Bruno Guillon: tra la rabbia contro il razzismo e il successo a "Tout le monde a son mot à dire"
Ebbene sì, Bruno Guillon fa parlare di sé ancora una volta! E a dire il vero, non ce ne lamenteremo. Il presentatore preferito dai francesi (almeno, dal nostro piccolo schermo) è al centro di due notizie calde: da un lato, scende in campo contro il razzismo quotidiano dopo la sua intervista a Miss Francia 2025; dall'altro, si diverte come un matto a Tout le monde a son mot à dire, tanto da farci quasi dimenticare Olivier Minne. Dai, facciamo il punto su questo Bruno che non smette mai di sorprenderci.
La sfuriata necessaria: "No, non è accettabile!"
Forse l'avete visto sui social o in qualche talk show: Bruno Guillon non ha certo usato mezzi termini. Tutto è nato dalla sua intervista ad Angélique Angarni-Filopon, Miss Francia 2025. Un'intervista assolutamente nella norma, se non fosse che i commenti sotto il video hanno presto preso una brutta piega. Razzismo quotidiano, attacchi al colore della pelle, osservazioni stupide... Bruno, che riceve ospiti ogni giorno, ne ha avuto fin sopra i capelli. E lo ha detto, chiaro e tondo, nel programma di Anne-Élisabeth Lemoine: "No, non è accettabile".

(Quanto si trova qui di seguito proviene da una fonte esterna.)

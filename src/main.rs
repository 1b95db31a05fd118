#![allow(clippy::multiple_crate_versions)]

use clap::{Arg, Command};

mod commands;

const VERSION: &str = env!("CARGO_PKG_VERSION");

#[tokio::main]
async fn main() {
    dotenvy::dotenv().ok();

    let matches = Command::new("taskd")
        .version(VERSION)
        .about("Single-process task scheduler: cron and event-driven shell/PowerShell execution")
        .arg(
            Arg::new("config")
                .short('c')
                .long("config")
                .value_name("FILE")
                .global(true)
                .help("TOML config file, overlaid on top of TASKD_* environment variables"),
        )
        .subcommand(commands::daemon::command())
        .subcommand(commands::task::command())
        .subcommand(commands::batch::command())
        .subcommand(Command::new("accounts").about("Report whether OS account resolution is supported here"))
        .get_matches();

    let config_path = matches.get_one::<String>("config").map(String::as_str);

    let result = match matches.subcommand() {
        Some(("run", _)) => {
            let config = match commands::load_config(config_path) {
                Ok(c) => c,
                Err(e) => {
                    eprintln!("failed to load config: {e}");
                    std::process::exit(1)
                }
            };
            taskd_core::init_tracing(&config);
            commands::daemon::run(config_path).await
        }
        Some(("task", sub)) => commands::task::run(sub, config_path).await,
        Some(("batch", sub)) => commands::batch::run(sub, config_path).await,
        Some(("accounts", _)) => {
            let hook = taskd_core::api::accounts_hook();
            println!("{}", serde_json::to_string_pretty(&hook).unwrap());
            Ok(())
        }
        _ => {
            println!("taskd v{VERSION}");
            println!("Use --help for available commands");
            Ok(())
        }
    };

    if let Err(e) = result {
        eprintln!("error: {e}");
        std::process::exit(1);
    }
}
impl Store {
    pub fn open(path: &Path) -> Result<Self> {
        if let Some(parent) = path.parent() {
            std::fs::create_dir_all(parent)
                .map_err(|e| CoreError::Internal(format!("create db dir: {e}")))?;
        }
        let conn = rusqlite::Connection::open(path)?;
        Self::init(conn)
    }

    pub fn open_in_memory() -> Result<Self> {
        let conn = rusqlite::Connection::open_in_memory()?;
        Self::init(conn)
    }

    fn init(conn: rusqlite::Connection) -> Result<Self> {
        conn.pragma_update(None, "journal_mode", "WAL").ok();
        conn.pragma_update(None, "foreign_keys", "ON")?;
        conn.execute_batch(
            "CREATE TABLE IF NOT EXISTS tasks (
                id                   INTEGER PRIMARY KEY AUTOINCREMENT,
                name                 TEXT NOT NULL UNIQUE,
                account              TEXT NOT NULL,
                trigger_type         TEXT NOT NULL,
                schedule_expression  TEXT,
                event_type           TEXT,
                condition_script     TEXT,
                condition_interval   INTEGER NOT NULL DEFAULT 60,
                script_body          TEXT NOT NULL,
                pre_task_ids         TEXT NOT NULL DEFAULT '[]',
                is_active            INTEGER NOT NULL DEFAULT 1,
                created_at           TEXT NOT NULL,
                updated_at           TEXT NOT NULL,
                next_run_at          TEXT,
                last_run_at          TEXT,
                last_status          TEXT
             );

             CREATE TABLE IF NOT EXISTS task_results (
                id              INTEGER PRIMARY KEY AUTOINCREMENT,
                task_id         INTEGER NOT NULL,
                status          TEXT NOT NULL,
                trigger_reason  TEXT NOT NULL,
                started_at      TEXT NOT NULL,
                finished_at     TEXT,
                log             TEXT NOT NULL DEFAULT '',
                exit_code       INTEGER,
                FOREIGN KEY (task_id) REFERENCES tasks(id) ON DELETE CASCADE
             );

             CREATE INDEX IF NOT EXISTS idx_tasks_next_run ON tasks(next_run_at);
             CREATE INDEX IF NOT EXISTS idx_results_task_id ON task_results(task_id);
             CREATE INDEX IF NOT EXISTS idx_results_status ON task_results(task_id, status);",
        )?;
        Ok(Self {
            conn: tokio::sync::Mutex::new(conn),
        })
    }

    // ── Task operations ─────────────────────────────────────────────

    pub async fn insert_task(&self, new: NewTask, now: NaiveDateTime) -> Result<Task> {
        new.validate(None)?;
        let conn = self.conn.lock().await;
        let tx = conn.unchecked_transaction()?;

        check_prereqs_exist(&tx, &new.pre_task_ids)?;
        check_no_cycle(&tx, None, &new.pre_task_ids)?;

        let pre_json = serde_json::to_string(&new.pre_task_ids.iter().map(|t| t.0).collect::<Vec<_>>())
            .map_err(|e| CoreError::Internal(e.to_string()))?;

        let insert_result = tx.execute(
            "INSERT INTO tasks
                (name, account, trigger_type, schedule_expression, event_type,
                 condition_script, condition_interval, script_body, pre_task_ids,
                 is_active, created_at, updated_at, next_run_at, last_run_at, last_status)
             VALUES (?1,?2,?3,?4,?5,?6,?7,?8,?9,?10,?11,?12,NULL,NULL,NULL)",
            rusqlite::params![
                new.name,
                new.account,
                new.trigger_type.as_str(),
                new.schedule_expression,
                new.event_type.map(|e| e.as_str()),
                new.condition_script,
                new.condition_interval_or_default(),
                new.script_body,
                pre_json,
                new.is_active as i32,
                fmt_ts(now),
                fmt_ts(now),
            ],
        );
        let id = match insert_result {
            Ok(_) => tx.last_insert_rowid(),
            Err(rusqlite::Error::SqliteFailure(e, _))
                if e.code == rusqlite::ErrorCode::ConstraintViolation =>
            {
                return Err(CoreError::Conflict(format!("task name already exists: {}", new.name)));
            }
            Err(e) => return Err(e.into()),
        };

        let task = get_task_tx(&tx, TaskId(id))?.ok_or_else(|| {
            CoreError::Internal("inserted task vanished inside its own transaction".into())
        })?;
        tx.commit()?;
        Ok(task)
    }

    pub async fn update_task(&self, id: TaskId, new: NewTask, now: NaiveDateTime) -> Result<Task> {
        new.validate(Some(id))?;
        let conn = self.conn.lock().await;
        let tx = conn.unchecked_transaction()?;

        if get_task_tx(&tx, id)?.is_none() {
            return Err(CoreError::not_found(format!("task {id}")));
        }
        check_prereqs_exist(&tx, &new.pre_task_ids)?;
        check_no_cycle(&tx, Some(id), &new.pre_task_ids)?;

        let pre_json = serde_json::to_string(&new.pre_task_ids.iter().map(|t| t.0).collect::<Vec<_>>())
            .map_err(|e| CoreError::Internal(e.to_string()))?;

        let updated = tx.execute(
            "UPDATE tasks SET
                name = ?1, account = ?2, trigger_type = ?3, schedule_expression = ?4,
                event_type = ?5, condition_script = ?6, condition_interval = ?7,
                script_body = ?8, pre_task_ids = ?9, is_active = ?10, updated_at = ?11,
                next_run_at = CASE WHEN ?10 = 0 OR ?3 != 'schedule' THEN NULL ELSE next_run_at END
             WHERE id = ?12",
            rusqlite::params![
                new.name,
                new.account,
                new.trigger_type.as_str(),
                new.schedule_expression,
                new.event_type.map(|e| e.as_str()),
                new.condition_script,
                new.condition_interval_or_default(),
                new.script_body,
                pre_json,
                new.is_active as i32,
                fmt_ts(now),
                id.0,
            ],
        );
        match updated {
            Ok(_) => {}
            Err(rusqlite::Error::SqliteFailure(e, _))
                if e.code == rusqlite::ErrorCode::ConstraintViolation =>
            {
                return Err(CoreError::Conflict(format!("task name already exists: {}", new.name)));
            }
            Err(e) => return Err(e.into()),
        }

        let task = get_task_tx(&tx, id)?.ok_or_else(|| CoreError::not_found(format!("task {id}")))?;
        tx.commit()?;
        Ok(task)
    }

    pub async fn delete_task(&self, id: TaskId) -> Result<bool> {
        let conn = self.conn.lock().await;
        let rows = conn.execute("DELETE FROM tasks WHERE id = ?1", rusqlite::params![id.0])?;
        Ok(rows > 0)
    }

    pub async fn get_task(&self, id: TaskId) -> Result<Option<Task>> {
        let conn = self.conn.lock().await;
        get_task_tx(&conn, id)
    }

    pub async fn list_tasks(&self) -> Result<Vec<Task>> {
        let conn = self.conn.lock().await;
        let mut stmt = conn.prepare(&format!("{TASK_SELECT} ORDER BY id"))?;
        let rows = stmt.query_map([], row_to_task)?;
        let mut out = Vec::new();
        for r in rows {
            out.push(r??);
        }
        Ok(out)
    }

    /// Active schedule tasks whose `next_run_at <= now` (Dispatcher tick, §4.4).
    pub async fn due_schedule_tasks(&self, now: NaiveDateTime) -> Result<Vec<Task>> {
        let conn = self.conn.lock().await;
        let mut stmt = conn.prepare(&format!(
            "{TASK_SELECT} WHERE is_active = 1 AND trigger_type = 'schedule'
                 AND next_run_at IS NOT NULL AND next_run_at <= ?1 ORDER BY next_run_at"
        ))?;
        let rows = stmt.query_map(rusqlite::params![fmt_ts(now)], row_to_task)?;
        let mut out = Vec::new();
        for r in rows {
            out.push(r??);
        }
        Ok(out)
    }

    pub async fn active_event_tasks(&self, event_type: EventType) -> Result<Vec<Task>> {
        let conn = self.conn.lock().await;
        let mut stmt = conn.prepare(&format!(
            "{TASK_SELECT} WHERE is_active = 1 AND trigger_type = 'event' AND event_type = ?1"
        ))?;
        let rows = stmt.query_map(rusqlite::params![event_type.as_str()], row_to_task)?;
        let mut out = Vec::new();
        for r in rows {
            out.push(r??);
        }
        Ok(out)
    }

    pub async fn set_next_run(&self, id: TaskId, next_run_at: Option<NaiveDateTime>) -> Result<()> {
        let conn = self.conn.lock().await;
        let rows = conn.execute(
            "UPDATE tasks SET next_run_at = ?1 WHERE id = ?2",
            rusqlite::params![next_run_at.map(fmt_ts), id.0],
        )?;
        if rows == 0 {
            return Err(CoreError::not_found(format!("task {id}")));
        }
        Ok(())
    }

    pub async fn set_active(&self, id: TaskId, is_active: bool) -> Result<bool> {
        let conn = self.conn.lock().await;
        let rows = conn.execute(
            "UPDATE tasks SET is_active = ?1, next_run_at = CASE WHEN ?1 = 0 THEN NULL ELSE next_run_at END
             WHERE id = ?2",
            rusqlite::params![is_active as i32, id.0],
        )?;
        Ok(rows > 0)
    }

    /// Tasks that list `id` in their `pre_task_ids` (Runner cascade, §4.5 step 8).
    pub async fn dependents_of(&self, id: TaskId) -> Result<Vec<Task>> {
        let all = self.list_tasks().await?;
        Ok(all.into_iter().filter(|t| t.pre_task_ids.contains(&id)).collect())
    }

    // ── Result operations ───────────────────────────────────────────

    pub async fn insert_result(
        &self,
        task_id: TaskId,
        trigger_reason: TriggerReason,
        started_at: NaiveDateTime,
    ) -> Result<TaskResult> {
        let conn = self.conn.lock().await;
        conn.execute(
            "INSERT INTO task_results (task_id, status, trigger_reason, started_at, log)
             VALUES (?1, 'running', ?2, ?3, '')",
            rusqlite::params![task_id.0, trigger_reason.to_string(), fmt_ts(started_at)],
        )?;
        let id = ResultId(conn.last_insert_rowid());

        conn.execute(
            "UPDATE tasks SET last_run_at = ?1, last_status = 'running' WHERE id = ?2",
            rusqlite::params![fmt_ts(started_at), task_id.0],
        )?;

        Ok(TaskResult {
            id,
            task_id,
            status: ResultStatus::Running,
            trigger_reason,
            started_at,
            finished_at: None,
            log: String::new(),
            exit_code: None,
        })
    }

    pub async fn finalize_result(
        &self,
        id: ResultId,
        status: ResultStatus,
        finished_at: NaiveDateTime,
        log: &str,
        exit_code: Option<i32>,
    ) -> Result<()> {
        let conn = self.conn.lock().await;
        let task_id: i64 = conn
            .query_row(
                "SELECT task_id FROM task_results WHERE id = ?1",
                rusqlite::params![id.0],
                |r| r.get(0),
            )
            .optional()?
            .ok_or_else(|| CoreError::not_found(format!("result {id}")))?;

        conn.execute(
            "UPDATE task_results SET status = ?1, finished_at = ?2, log = ?3, exit_code = ?4 WHERE id = ?5",
            rusqlite::params![status.to_string(), fmt_ts(finished_at), log, exit_code, id.0],
        )?;
        conn.execute(
            "UPDATE tasks SET last_status = ?1 WHERE id = ?2",
            rusqlite::params![status.to_string(), task_id],
        )?;
        Ok(())
    }

    pub async fn list_results(&self, task_id: TaskId, limit: u32) -> Result<Vec<TaskResult>> {
        let conn = self.conn.lock().await;
        let mut stmt = conn.prepare(
            "SELECT id, task_id, status, trigger_reason, started_at, finished_at, log, exit_code
             FROM task_results WHERE task_id = ?1 ORDER BY id DESC LIMIT ?2",
        )?;
        let rows = stmt.query_map(rusqlite::params![task_id.0, limit], row_to_result)?;
        let mut out = Vec::new();
        for r in rows {
            out.push(r??);
        }
        Ok(out)
    }

    pub async fn delete_result(&self, task_id: TaskId, result_id: ResultId) -> Result<bool> {
        let conn = self.conn.lock().await;
        let rows = conn.execute(
            "DELETE FROM task_results WHERE id = ?1 AND task_id = ?2",
            rusqlite::params![result_id.0, task_id.0],
        )?;
        Ok(rows > 0)
    }

    pub async fn clear_results(&self, task_id: TaskId) -> Result<u64> {
        let conn = self.conn.lock().await;
        let rows = conn.execute(
            "DELETE FROM task_results WHERE task_id = ?1",
            rusqlite::params![task_id.0],
        )?;
        Ok(rows as u64)
    }

    /// Timestamp of the most recent successful result, if any (prerequisite gate, §4.5 step 2).
    pub async fn latest_success(&self, task_id: TaskId) -> Result<Option<NaiveDateTime>> {
        let conn = self.conn.lock().await;
        let ts: Option<String> = conn
            .query_row(
                "SELECT started_at FROM task_results WHERE task_id = ?1 AND status = 'success'
                 ORDER BY id DESC LIMIT 1",
                rusqlite::params![task_id.0],
                |r| r.get(0),
            )
            .optional()?;
        ts.map(|s| parse_ts(&s)).transpose()
    }

    /// Whether this task currently has an in-flight (`running`) result (single-flight, invariant 2).
    pub async fn has_running_result(&self, task_id: TaskId) -> Result<bool> {
        let conn = self.conn.lock().await;
        let count: i64 = conn.query_row(
            "SELECT COUNT(*) FROM task_results WHERE task_id = ?1 AND status = 'running'",
            rusqlite::params![task_id.0],
            |r| r.get(0),
        )?;
        Ok(count > 0)
    }
}
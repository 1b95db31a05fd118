//! `taskd run` — starts the dispatcher/runner engine and blocks until a
//! shutdown signal arrives (spec §4.4 Startup/Shutdown, §5 Cancellation).

use clap::Command;
use std::sync::Arc;

use taskd_core::{Engine, Store};

pub fn command() -> Command {
    Command::new("run").about("Start the scheduler daemon (foreground)")
}

pub async fn run(config_path: Option<&str>) -> anyhow::Result<()> {
    let config = super::load_config(config_path)?;
    let store = Arc::new(Store::open(&config.db_path)?);
    let engine = Engine::new(store, &config);

    tracing::info!(db_path = %config.db_path.display(), "taskd starting");

    let run = engine.run();
    tokio::pin!(run);

    tokio::select! {
        res = &mut run => {
            res?;
        }
        _ = wait_for_shutdown_signal() => {
            tracing::info!("shutdown signal received, draining in-flight tasks");
            engine.shutdown().await?;
        }
    }
    tracing::info!("taskd stopped");
    Ok(())
}

#[cfg(unix)]
async fn wait_for_shutdown_signal() {
    use tokio::signal::unix::{signal, SignalKind};

    let mut sigterm = signal(SignalKind::terminate()).expect("failed to install SIGTERM handler");
    let mut sigint = signal(SignalKind::interrupt()).expect("failed to install SIGINT handler");

    tokio::select! {
        _ = sigterm.recv() => {}
        _ = sigint.recv() => {}
    }
}

#[cfg(not(unix))]
async fn wait_for_shutdown_signal() {
    let _ = tokio::signal::ctrl_c().await;
}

Quello che colpisce è che non si è limitato a un tweet formale di circostanza. No, si è davvero preso il tempo di spiegare perché certe osservazioni sono offensive, perché avvelenano la vita quotidiana dei personaggi pubblici, e come possiamo fare tutti meglio. Sinceramente, vedere un conduttore popolare usare la sua notorietà per rimettere a posto i troll, fa bene al cuore. E in un certo senso, è una boccata d'aria fresca rispetto a quelle trasmissioni in cui si fa finta di nulla. Bruno Guillon ha dimostrato che si può essere divertenti E impegnati.
Il re del varietà? "Tout le monde a son mot à dire" versione Bruno
Ma per fortuna, non è tutto cupo e serio nella vita del nostro Bruno. Perché sul lavoro, è un vero e proprio luna park! Da quando ha preso le redini di Tout le monde a son mot à dire sul servizio pubblico, il gioco è diventato ancora più scatenato. Prima, la versione con Olivier Minne ci piaceva, era elegante ed efficace. Ma ora, con Bruno, è il cortile della ricreazione versione adulti. Fa battute, prende in giro i concorrenti, inventa regole assurde... Insomma, crea l'atmosfera giusta.
Del resto, i telespettatori sono unanimi: Bruno Guillon è più divertente del suo predecessore. E non è una critica a Olivier, eh, è solo che i due non hanno lo stesso stile. Là dove Minne è un po' l'insegnante simpatico ma che tiene le redini, Guillon è l'amico un po' folle che ti fa sbellicare durante l'intervallo. Il risultato? Gli ascolti sono alle stelle e i meme e i video virali sui social spopolano. Il duo con Laurent Ruquier? Una bomba. Se la tirano come se giocassero a tennis insieme da vent'anni.
Perché amiamo vederlo in onda in questo periodo
- Rompe gli schemi: addio alla conduzione impostata, spazio all'improvvisazione e alle risate.
- È vicino alla gente: sia che difenda Miss Francia, sia che scherzi con un concorrente, rimane autentico.
- Sa dire le cose come stanno: sul razzismo, le polemiche, non fa finta di niente.
- Mette tutti a proprio agio: anche gli ospiti più timidi finiscono per sciogliersi.
Allora, Bruno Guillon è la nuova star del piccolo schermo francese?
Se continua così, dovranno presto costruirgli un'ala al Museo Grévin. Tra il suo forte intervento contro il razzismo quotidiano e la sua energia contagiosa a Tout le monde a son mot à dire, Bruno Guillon ha tutte le carte in regola per essere il conduttore moderno: divertente, umano e con una coscienza sociale. Non vediamo l'ora di scoprire il prossimo capitolo, specialmente se significa più momenti di televisione in cui si ride E si riflette un po'. Perché, a dire il vero, non fa mica male.